Art: It's like money in the bank

Nick Mancilla's works speak to the transiency of wealth -- check them out at the new Capital One Cafe!

The panic that grips you in those moments when you need to open a new checking account, but really needed a double shot of espresso are over. Yes, my moneyed mates, greetings and welcomes to the Financial District's somewhat recently opened Capital One 360 Cafe.

Within the gleaming walls, one can perform banking transactions and caffiene transactions with well trained bank staff-baristas. You can plan ahead and reserve a workspace at which you will enjoy free WiFi thanks to corporate America's largess. And for a limited time on those gleaming walls, you can enjoy artist Nick Mancilla's commentary on the transience of wealth while you bask in the endless future of your own, unfurling before you like a expensive, woven, cheerful, infinite Stars and Stripes.

Yes, Mancillas' portraits of our nation's money men -- Lincoln and the rest of his dollar bill brothers -- on recycled cardboard from his "Cardboard Currency" series will star in a Capital One 360 Cafe art show that opens on March 28. We got in touch with the Sonoma art teacher via email to chat about how weird the whole thing is.

The cafe bank art gallery art bank cafe. Photo by Yelp user Luis C.

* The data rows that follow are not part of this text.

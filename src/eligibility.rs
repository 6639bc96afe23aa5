//! Minimum-data gate applied before ranking.
//!
//! Exclusion is not an error: filtered products are simply absent from the
//! output and from `total_products_evaluated`. Products with no category
//! never reach this stage.

use crate::config::EligibilityThresholds;
use crate::model::ProductRankingMetrics;

pub fn is_eligible(metrics: &ProductRankingMetrics, thresholds: &EligibilityThresholds) -> bool {
    metrics.has_minimum_data
        && metrics.total_responses >= thresholds.min_total_responses
        && metrics.recent_response_count >= thresholds.min_recent_responses
}

pub fn filter_eligible(
    metrics: Vec<ProductRankingMetrics>,
    thresholds: &EligibilityThresholds,
) -> Vec<ProductRankingMetrics> {
    metrics
        .into_iter()
        .filter(|m| is_eligible(m, thresholds))
        .collect()
}

#[cfg(test)]
mod tests {
    use super::*;
    use crate::model::{SentimentBreakdown, TrendDirection};

    fn metrics(total: u32, recent: u32, has_minimum: bool) -> ProductRankingMetrics {
        ProductRankingMetrics {
            product_id: format!("p-{total}-{recent}"),
            product_name: "Widget".into(),
            category: "tools".into(),
            nps_score: 0.0,
            total_responses: total,
            sentiment_score: 0.5,
            sentiment_breakdown: SentimentBreakdown::default(),
            survey_completion_rate: 0.5,
            feedback_volume: 0,
            recent_response_count: recent,
            last_response_at: None,
            days_since_last_response: 1,
            week_over_week_change: 0.0,
            trend_direction: TrendDirection::Stable,
            confidence_score: 0.1,
            has_minimum_data: has_minimum,
        }
    }

    #[test]
    fn gate_requires_all_three_conditions() {
        let t = EligibilityThresholds {
            min_total_responses: 5,
            min_recent_responses: 1,
        };
        assert!(is_eligible(&metrics(5, 1, true), &t));
        assert!(!is_eligible(&metrics(5, 1, false), &t));
        assert!(!is_eligible(&metrics(4, 1, true), &t));
        assert!(!is_eligible(&metrics(5, 0, true), &t));
    }

    #[test]
    fn filter_drops_only_ineligible_records() {
        let t = EligibilityThresholds::default();
        let kept = filter_eligible(
            vec![
                metrics(10, 2, true),
                metrics(0, 0, false),
                metrics(6, 1, true),
            ],
            &t,
        );
        assert_eq!(kept.len(), 2);
        assert!(kept.iter().all(|m| m.has_minimum_data));
    }
}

SFBG How did this show come about? Did Capital One contact you or vice versa?

NM It was serendipitous, because a friend told me about an interesting new financial institution in downtown SF (which fit my theme) with a gallery space for artists. I’ve been Sonoma County art educator for over 19 years by day and working artist by night -- who’s just completed my MFA – so I’m always looking for venues to show. I went and walked through the space and immediately loved the concept of the marriage of a show like mine about money being at a big bank. Contacted them, gave them my website, and a few months later they gave me the green light.

This is exactly my message -- because I have a Capital One account, I’m involved with capitalism, I’m just like every other American … we have to believe in money to live. The pieces are meant to tell the story about the fact that although trying, we have to have faith that even though money is no longer really backed by gold and is re-printed by the government by the billions we still believe (to live our lives) that this money we have in our pockets and bank accounts will still continue to hold value. This act of faith which is so scary is part of what inspired my “Cardboard Currency” collection.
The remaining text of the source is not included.